Three members of a Methow Valley family who decimated the Lookout Pack, the first  re-population of wolves discovered in Washington, will get off with probation, fines and restitution in a plea deal with federal prosecutors.

They have pleaded guilty to various charges including conspiracy to kill an endangered species, conspiracy to export an endangered species, as well as state charges involving using dogs to hunt a bear and killing a trophy deer out of season.

This photo helped confirm the Teanaway wolf pack in the Cascade Mountains. (Photo courtesy of Conservation Northwest).

“Criminal wildlife violations are serious federal crimes that will be investigated and prosecuted vigorously in the Eastern District of Washington,” Mike Ormsby, U.S. Attorney in Spokane, was quoted as saying in the Methow Valley News.

But the vigorous prosecution has yielded not a day in jail.

William White, 62, pleaded guilty to three felony charges involving the killing of two wolves from the Lookout Pack in 2008.  He will be put on probation for three years, pay fines totaling $38,500 and lose his right to own a gun.

His son Tom White, 37, and wife Erin White, 37, have pleaded guilty to misdemeanor charges involving the killing of wolves. Tom White will pay $30,000 in fines and restitution, Erin White a $5,000 criminal fine, and both will be put on probation for three years.  Tom White will forfeit the gun he used to kill the wolves.
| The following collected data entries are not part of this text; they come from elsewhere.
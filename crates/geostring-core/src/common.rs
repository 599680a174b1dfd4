// crates/geostring-core/src/common.rs
use serde::{Deserialize, Serialize};

/// Simple aggregate statistics for a [`LocationIndex`](crate::LocationIndex).
///
/// Entries are classified by their most specific populated slot, so a key
/// that is both a city and a subcountry counts once, as a city. Counts
/// reflect the index after any build-time filtering or subsetting.
#[derive(Debug, Clone, Copy, Default, PartialEq, Eq, Serialize, Deserialize)]
pub struct IndexStats {
    pub entries: usize,
    pub cities: usize,
    pub subcountries: usize,
    pub countries: usize,
}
William and Tom White have also pleaded guilty in local court to violating state hunting regulations.  Tom White will lose his hunting privileges for five years.

The wolf kill came to light late in 2008, when a woman identifying herself as “Alison” — and giving a false phone number — tried to ship a parcel out of the FexEx office in Omak.  Blood seeped from the parcel, which was found to contain a wolf pelt.
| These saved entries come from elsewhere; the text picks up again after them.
// crates/geostring-core/src/model/convert.rs
use super::{AmbiguitySet, EntryTable, LocationIndex, PlaceFilter};
use crate::raw::{GazetteerRow, NicknameRow};
use crate::text::Normalizer;
use std::time::Instant;
use tracing::{info, warn};

/// **Standard Converter:** Raw rows -> [`LocationIndex`].
///
/// Steps, in order:
/// 1. Fold every field of every row to display form.
/// 2. Apply `filter` (if any list is non-empty).
/// 3. Build provisional city, subcountry and country tables.
/// 4. Merge: cities first; a subcountry key that collides with a city
///    folds its names and countries into that city entry, otherwise it is
///    appended; country entries then overwrite any colliding slot.
/// 5. Overlay nicknames, overwriting colliding keys.
///
/// Blank keys are never indexed.
///
/// The country overwrite in step 4 and the nickname overwrite in step 5
/// can discard city or subcountry data for a key that also names a
/// country (or a nickname). That precedence is deliberate and tested.
pub fn build_index(
    places: &[GazetteerRow],
    nicknames: Option<&[NicknameRow]>,
    normalizer: Normalizer,
    filter: &PlaceFilter,
) -> LocationIndex {
    let start = Instant::now();

    let places: Vec<GazetteerRow> = places.iter().map(GazetteerRow::folded).collect();
    let selected = filter.select_rows(&places, |r| {
        (r.city.as_str(), r.subcountry.as_str(), r.country.as_str())
    });
    if selected.is_empty() && !places.is_empty() {
        warn!("place filter {filter:?} selected no gazetteer rows");
    }

    let mut cities = EntryTable::default();
    let mut subcountries = EntryTable::default();
    let mut countries = EntryTable::default();

    for row in &selected {
        let key = normalizer.normalize(&row.city);
        if !key.is_empty() {
            let e = cities.entry(key);
            e.city = AmbiguitySet::single(row.city.as_str());
            e.subcountry.insert(row.subcountry.as_str());
            e.country.insert(row.country.as_str());
        }

        let key = normalizer.normalize(&row.subcountry);
        if !key.is_empty() {
            let e = subcountries.entry(key);
            e.subcountry = AmbiguitySet::single(row.subcountry.as_str());
            e.country.insert(row.country.as_str());
        }

        let key = normalizer.normalize(&row.country);
        if !key.is_empty() {
            countries.entry(key).country = AmbiguitySet::single(row.country.as_str());
        }
    }

    let mut table = cities;
    for (key, sub) in subcountries.into_entries() {
        match table.get_mut(&key) {
            Some(city) => {
                city.subcountry.extend_from(&sub.subcountry);
                city.country.extend_from(&sub.country);
            }
            None => table.insert(key, sub),
        }
    }
    for (key, country) in countries.into_entries() {
        table.insert(key, country);
    }

    if let Some(nicknames) = nicknames {
        overlay_nicknames(&mut table, nicknames, &normalizer, filter);
    }

    info!(
        "location index created: {} entries in {} ms",
        table.len(),
        start.elapsed().as_millis()
    );
    LocationIndex::from_table(normalizer, table)
}

fn overlay_nicknames(
    table: &mut EntryTable,
    nicknames: &[NicknameRow],
    normalizer: &Normalizer,
    filter: &PlaceFilter,
) {
    let rows: Vec<NicknameRow> = nicknames.iter().map(NicknameRow::folded).collect();
    let selected = filter.select_rows(&rows, |r| {
        (r.city.as_str(), r.subcountry.as_str(), r.country.as_str())
    });

    let mut overlay = EntryTable::default();
    for row in selected {
        let key = normalizer.normalize(&row.nickname);
        if key.is_empty() {
            continue;
        }
        let e = overlay.entry(key);
        e.city.insert(row.city.as_str());
        e.subcountry.insert(row.subcountry.as_str());
        e.country.insert(row.country.as_str());
    }

    for (key, entry) in overlay.into_entries() {
        table.insert(key, entry);
    }
}

impl LocationIndex {
    /// Convenience wrapper around [`build_index`] with no filter.
    pub fn build(
        places: &[GazetteerRow],
        nicknames: Option<&[NicknameRow]>,
        normalizer: Normalizer,
    ) -> Self {
        build_index(places, nicknames, normalizer, &PlaceFilter::default())
    }
}

/// Shorthand used by the tests in this crate.
#[cfg(test)]
pub(crate) fn entry(
    city: &[&str],
    subcountry: &[&str],
    country: &[&str],
) -> super::IndexEntry {
    super::IndexEntry {
        city: city.iter().copied().collect(),
        subcountry: subcountry.iter().copied().collect(),
        country: country.iter().copied().collect(),
    }
}

#[cfg(test)]
mod tests {
    use super::*;

    fn build(places: &[GazetteerRow]) -> LocationIndex {
        LocationIndex::build(places, None, Normalizer::default())
    }

    #[test]
    fn city_entries_accumulate_ambiguity() {
        let index = build(&[
            GazetteerRow::new("Springfield", "United States", "Illinois"),
            GazetteerRow::new("Springfield", "United States", "Missouri"),
            GazetteerRow::new("Cambridge", "United Kingdom", "England"),
            GazetteerRow::new("Cambridge", "United States", "Massachusetts"),
        ]);

        assert_eq!(
            index.get("springfield"),
            Some(&entry(&["springfield"], &["illinois", "missouri"], &["united states"]))
        );
        assert_eq!(
            index.get("cambridge"),
            Some(&entry(
                &["cambridge"],
                &["england", "massachusetts"],
                &["united kingdom", "united states"]
            ))
        );
        assert_eq!(
            index.get("illinois"),
            Some(&entry(&[], &["illinois"], &["united states"]))
        );
        assert_eq!(index.get("unitedstates"), Some(&entry(&[], &[], &["united states"])));
    }

    #[test]
    fn display_names_are_folded() {
        let index = build(&[GazetteerRow::new("  Zürich ", "Switzerland", "Zürich")]);
        let e = index.get("zurich").unwrap();
        assert_eq!(e.city.as_single(), Some("zurich"));
        assert_eq!(e.subcountry.as_single(), Some("zurich"));
    }

    #[test]
    fn colliding_subcountry_folds_into_city() {
        let index = build(&[
            GazetteerRow::new("Granada", "Spain", "Andalusia"),
            GazetteerRow::new("Rivas", "Nicaragua", "Granada"),
        ]);
        assert_eq!(
            index.get("granada"),
            Some(&entry(&["granada"], &["andalusia", "granada"], &["nicaragua", "spain"]))
        );
    }

    #[test]
    fn country_overwrites_colliding_keys() {
        let index = build(&[
            GazetteerRow::new("Atlanta", "United States", "Georgia"),
            GazetteerRow::new("Tbilisi", "Georgia", "Tbilisi"),
            GazetteerRow::new("Luxembourg", "Luxembourg", "Luxembourg"),
        ]);
        // The US state sense of "georgia" is lost to the country.
        assert_eq!(index.get("georgia"), Some(&entry(&[], &[], &["georgia"])));
        // So is the city sense of "luxembourg".
        assert_eq!(index.get("luxembourg"), Some(&entry(&[], &[], &["luxembourg"])));
    }

    #[test]
    fn insertion_order_is_cities_subcountries_countries_nicknames() {
        let index = LocationIndex::build(
            &[
                GazetteerRow::new("Boston", "United States", "Massachusetts"),
                GazetteerRow::new("Cambridge", "United Kingdom", "England"),
                GazetteerRow::new("Boston", "United Kingdom", "England"),
            ],
            Some(&[
                NicknameRow::new("Beantown", "Boston", "United States", "Massachusetts"),
                NicknameRow::new("Cambridge", "Cambridge", "United States", "Massachusetts"),
            ]),
            Normalizer::default(),
        );
        let keys: Vec<_> = index.keys().collect();
        assert_eq!(
            keys,
            vec![
                "boston",
                "cambridge",
                "massachusetts",
                "england",
                "unitedstates",
                "unitedkingdom",
                "beantown"
            ]
        );
    }

    #[test]
    fn nicknames_overwrite_and_aggregate() {
        let index = LocationIndex::build(
            &[GazetteerRow::new("Paris", "France", "Ile-de-France")],
            Some(&[
                NicknameRow::new("Paris", "Paris", "United States", "Texas"),
                NicknameRow::new("Big Apple", "New York City", "United States", "New York"),
                NicknameRow::new("Big Apple", "Manhattan", "United States", "New York"),
            ]),
            Normalizer::default(),
        );
        assert_eq!(
            index.get("paris"),
            Some(&entry(&["paris"], &["texas"], &["united states"]))
        );
        assert_eq!(
            index.get("bigapple"),
            Some(&entry(&["manhattan", "new york city"], &["new york"], &["united states"]))
        );
    }

    #[test]
    fn blank_keys_are_never_indexed() {
        let index = LocationIndex::build(
            &[GazetteerRow::new("Vaduz", "Liechtenstein", "")],
            Some(&[NicknameRow::new("!!!", "Vaduz", "Liechtenstein", "")]),
            Normalizer::default(),
        );
        assert!(!index.contains_key(""));
        assert_eq!(index.get("vaduz"), Some(&entry(&["vaduz"], &[], &["liechtenstein"])));
    }

    #[test]
    fn filter_restricts_rows_and_nicknames() {
        let index = build_index(
            &[
                GazetteerRow::new("Boston", "United States", "Massachusetts"),
                GazetteerRow::new("London", "United Kingdom", "England"),
            ],
            Some(&[
                NicknameRow::new("Beantown", "Boston", "United States", "Massachusetts"),
                NicknameRow::new("The Smoke", "London", "United Kingdom", "England"),
            ]),
            Normalizer::default(),
            &PlaceFilter::new().countries(["United Kingdom"]),
        );
        let keys: Vec<_> = index.keys().collect();
        assert_eq!(keys, vec!["london", "england", "unitedkingdom", "thesmoke"]);
    }
}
“Alison” was later identified as Erin White.

The Lookout Pack now consists of three remaining wolves.  In addition to the two kills to which the Whites confessed, a female wolf was shot in 2010.

While the remaining wolves were thought to be males, “one has been showing female-type behavior,” said Mitch Friedman of Conservation Northwest, indicating there may be hope for the pack’s survival.
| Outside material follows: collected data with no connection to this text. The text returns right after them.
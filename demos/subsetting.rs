//! Subsetting example for geostring-rs
//!
//! Narrows the process-wide default index to a few countries, resolves
//! against the subset, and restores the full index.

use geostring_core::registry::{current, install, restore_locations, subset_locations};
use geostring_core::{resolve, GeostringConfig, PlaceFilter, ResolveOptions, Result};

fn main() -> Result<()> {
    println!("=== geostring-rs Subsetting Example ===\n");

    install(GeostringConfig::default().build_index()?);
    let opts = ResolveOptions::default();
    println!("Full index: {} entries", current()?.len());
    println!("Cambridge -> {:?}\n", resolve("Cambridge", &opts)?.map(|p| p.to_string()));

    let uk = PlaceFilter::new().countries(["United Kingdom", "Ireland"]);
    if subset_locations(&uk)? {
        println!("Subset to UK + Ireland: {} entries", current()?.len());
        println!("Perth -> {:?}", resolve("Perth", &opts)?.map(|p| p.to_string()));
        println!("Bostn -> {:?}\n", resolve("Bostn", &opts)?.map(|p| p.to_string()));
    }

    // A filter that matches nothing leaves the current index in place.
    let nowhere = PlaceFilter::new().countries(["Atlantis"]);
    println!("Subset to Atlantis applied: {}", subset_locations(&nowhere)?);

    restore_locations()?;
    println!("Restored: {} entries", current()?.len());
    println!("Perth -> {:?}", resolve("Perth", &opts)?.map(|p| p.to_string()));

    Ok(())
}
Friedman confessed to a “certain outrage” about the soft penalty to the White family.  But wolves appear to be repopulating the Evergreen State.  A pack has been confirmed in the Teanaway River valley of the Central Cascades, north and east of Cle Elum.

The other center of wolf activity is far northeast Washington, in and around the small Salmo Priest Wilderness Area.  The region was once nicknamed the “state zoo” by Seattle Post-Intelligencer reporter Neil Modie.  It has populations of grizzly bears, woodland caribou and moose.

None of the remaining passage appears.